Much like The Last of Us Part II, the HBO series is not all it seems. In the game, it seems like Abby kills Joel out of cold blood, but there’s more happening within the person holding that golf club. I keep returning to this, the idea that the HBO series is not all that it seems. What I see on screen is a slickly produced, tightly edited, well-shot, and well-acted hour of television. Thanks to this set visit, I know creating this hour of television was so much more work than its ease of watchability. It’s the work of dozens of people whose job that day was to sit in a makeup chair for hours in an abandoned milk factory in Vancouver, Canada; people who perform a scream behind a cage attacked by a group of Stalkers over and over again, maintaining that fear cut after cut; people who keep cast and crew well-fed and comfortable during long shooting days; people who pour over hundreds of hours of footage to splice together a coherent episode; people who spend hundreds of hours finely detailing the VFX that brings to life Infected and more. Do you see what I’m getting at? 

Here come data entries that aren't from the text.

// calsync CLI - fetch, reconcile and publish institution calendar events

mod exit_codes;
mod fetch;
mod pipeline;
mod stages;

use std::path::PathBuf;
use std::process::ExitCode;

use calsync_io::{FetchError, IoError, StoreError};
use calsync_recon::ReconError;
use clap::{ArgAction, Parser, Subcommand};
use tracing_subscriber::EnvFilter;

use exit_codes::{EXIT_SUCCESS, EXIT_USAGE};

#[derive(Parser)]
#[command(name = "calsync")]
#[command(about = "Fetch, reconcile and publish institution calendar events")]
#[command(long_version = long_version())]
#[command(version)]
struct Cli {
    /// Raise log verbosity to debug (RUST_LOG overrides)
    #[arg(long, short = 'v', action = ArgAction::Count, global = true)]
    verbose: u8,

    #[command(subcommand)]
    command: Commands,
}

#[derive(Subcommand)]
enum Commands {
    /// Print the expanded ticker query set and how it folds back
    #[command(after_help = "\
Examples:
  calsync variants institutions.toml
  calsync variants institutions.toml --rules rules.toml --json")]
    Variants {
        /// Institutions TOML file
        institutions: PathBuf,

        /// Rule set TOML (default: built-in rules)
        #[arg(long)]
        rules: Option<PathBuf>,

        /// Output JSON to stdout
        #[arg(long)]
        json: bool,
    },

    /// Fetch raw events for every monitored ticker and its variants
    #[command(after_help = "\
Examples:
  calsync fetch --snapshot dump.csv --institutions institutions.toml
  calsync fetch --snapshot dump.csv --institutions institutions.toml --from 2024-01-01 --to 2024-06-30
  CALSYNC_API_USERNAME=u CALSYNC_API_PASSWORD=p calsync fetch --url https://api.example.com/events --institutions institutions.toml")]
    Fetch {
        #[command(flatten)]
        source: fetch::SourceArgs,

        /// Institutions TOML file
        #[arg(long)]
        institutions: PathBuf,

        /// Rule set TOML (default: built-in rules)
        #[arg(long)]
        rules: Option<PathBuf>,

        /// Raw events output CSV
        #[arg(long, default_value = "output/raw_calendar_events.csv")]
        out: PathBuf,

        #[command(flatten)]
        window: fetch::WindowArgs,
    },

    /// Reconcile raw events into one canonical event per key
    #[command(after_help = "\
Examples:
  calsync process output/raw_calendar_events.csv --institutions institutions.toml
  calsync process raw.csv --institutions institutions.toml --rules rules.toml --json
  calsync process raw.csv --institutions institutions.toml --no-variants")]
    Process {
        /// Raw events CSV
        raw: PathBuf,

        /// Institutions TOML file
        #[arg(long)]
        institutions: PathBuf,

        /// Rule set TOML (default: built-in rules)
        #[arg(long)]
        rules: Option<PathBuf>,

        /// Processed events output CSV
        #[arg(long, default_value = "output/processed_calendar_events.csv")]
        out: PathBuf,

        /// Print the run summary as JSON to stdout
        #[arg(long)]
        json: bool,

        /// Skip variant merge; fold alternates with the suffix rewrite only
        #[arg(long)]
        no_variants: bool,

        /// Fetch timestamp stamped on every event (RFC 3339, default: now)
        #[arg(long)]
        fetched_at: Option<String>,
    },

    /// Replace the destination table with processed events
    #[command(after_help = "\
Examples:
  calsync upload output/processed_calendar_events.csv --db calendar.db
  calsync upload processed.csv --db calendar.db --table events --create-table
  calsync upload processed.csv --db calendar.db --dry-run")]
    Upload {
        /// Processed events CSV
        processed: PathBuf,

        /// SQLite database file
        #[arg(long, env = "CALSYNC_DB")]
        db: PathBuf,

        /// Destination table
        #[arg(long, default_value = calsync_io::store::DEFAULT_TABLE)]
        table: String,

        /// Check connectivity and schema without writing
        #[arg(long)]
        dry_run: bool,

        /// Create the table if it does not exist
        #[arg(long)]
        create_table: bool,
    },

    /// Run fetch, process and upload from a pipeline file
    #[command(after_help = "\
Examples:
  calsync run pipeline.toml
  calsync run pipeline.toml --dry-run
  calsync run pipeline.toml --skip-fetch --skip-upload --json")]
    Run {
        /// Pipeline TOML file
        config: PathBuf,

        /// Validate the destination without writing to it
        #[arg(long)]
        dry_run: bool,

        /// Reprocess the existing raw file instead of fetching
        #[arg(long)]
        skip_fetch: bool,

        /// Stop after processing
        #[arg(long)]
        skip_upload: bool,

        /// Print the run report as JSON to stdout
        #[arg(long)]
        json: bool,
    },

    /// Validate a rule set without running
    #[command(after_help = "\
Examples:
  calsync validate rules.toml")]
    Validate {
        /// Rule set TOML file
        rules: PathBuf,
    },
}

fn long_version() -> &'static str {
    concat!(
        env!("CARGO_PKG_VERSION"),
        " (",
        env!("CALSYNC_COMMIT"),
        ")",
        "\nengine:  calsync-recon ",
        env!("CARGO_PKG_VERSION"),
        "\ntarget:  ",
        env!("CALSYNC_TARGET"),
    )
}

fn init_tracing(verbose: u8) {
    let default = if verbose > 0 { "debug" } else { "info" };
    let filter = EnvFilter::try_from_default_env().unwrap_or_else(|_| EnvFilter::new(default));
    tracing_subscriber::fmt()
        .with_env_filter(filter)
        .with_writer(std::io::stderr)
        .with_target(false)
        .init();
}

fn main() -> ExitCode {
    let cli = Cli::parse();
    init_tracing(cli.verbose);

    let result = match cli.command {
        Commands::Variants { institutions, rules, json } => {
            stages::cmd_variants(institutions, rules, json)
        }
        Commands::Fetch { source, institutions, rules, out, window } => {
            fetch::cmd_fetch(source, institutions, rules, out, window)
        }
        Commands::Process {
            raw,
            institutions,
            rules,
            out,
            json,
            no_variants,
            fetched_at,
        } => stages::cmd_process(raw, institutions, rules, out, json, no_variants, fetched_at),
        Commands::Upload { processed, db, table, dry_run, create_table } => {
            stages::cmd_upload(processed, db, table, dry_run, create_table)
        }
        Commands::Run { config, dry_run, skip_fetch, skip_upload, json } => {
            pipeline::cmd_run(config, dry_run, skip_fetch, skip_upload, json)
        }
        Commands::Validate { rules } => stages::cmd_validate(rules),
    };

    match result {
        Ok(()) => ExitCode::from(EXIT_SUCCESS),
        Err(CliError { code, message, hint }) => {
            if !message.is_empty() {
                eprintln!("error: {}", message);
            }
            if let Some(hint) = hint {
                eprintln!("hint:  {}", hint);
            }
            ExitCode::from(code)
        }
    }
}

#[derive(Debug)]
pub struct CliError {
    pub code: u8,
    pub message: String,
    pub hint: Option<String>,
}

impl CliError {
    pub fn new(code: u8, msg: impl Into<String>) -> Self {
        Self { code, message: msg.into(), hint: None }
    }

    pub fn args(msg: impl Into<String>) -> Self {
        Self::new(EXIT_USAGE, msg)
    }

    /// Add a hint to an existing error.
    pub fn with_hint(mut self, hint: impl Into<String>) -> Self {
        self.hint = Some(hint.into());
        self
    }
}

impl From<IoError> for CliError {
    fn from(err: IoError) -> Self {
        let code = exit_codes::io_exit_code(&err);
        let hint = match &err {
            IoError::NotFound(_) => Some("run the upstream stage first".to_string()),
            _ => None,
        };
        Self { code, message: err.to_string(), hint }
    }
}

impl From<ReconError> for CliError {
    fn from(err: ReconError) -> Self {
        Self::new(exit_codes::recon_exit_code(&err), err.to_string())
    }
}

impl From<StoreError> for CliError {
    fn from(err: StoreError) -> Self {
        let code = exit_codes::store_exit_code(&err);
        let hint = match &err {
            StoreError::MissingTable(_) => Some("pass --create-table to create it".to_string()),
            _ => None,
        };
        Self { code, message: err.to_string(), hint }
    }
}

impl From<FetchError> for CliError {
    fn from(err: FetchError) -> Self {
        Self::new(exit_codes::fetch_exit_code(&err), err.to_string())
    }
}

For all the Hollywood of a highly acclaimed HBO series, it is still a job for the hundreds of people involved. It wouldn’t be possible without the work of every single person on the set that day, in the editing bays, and elsewhere. I already knew this about game development – it’s not any one single person’s work that makes the game sing, but rather the work of a team. Maybe I shouldn’t have been surprised, but I learned this lesson applies to creating a television show like The Last of Us as well. That’s the aspect of this set visit I’ll never forget.


HBO’s The Last of Us airs on Sundays at 9 p.m. ET.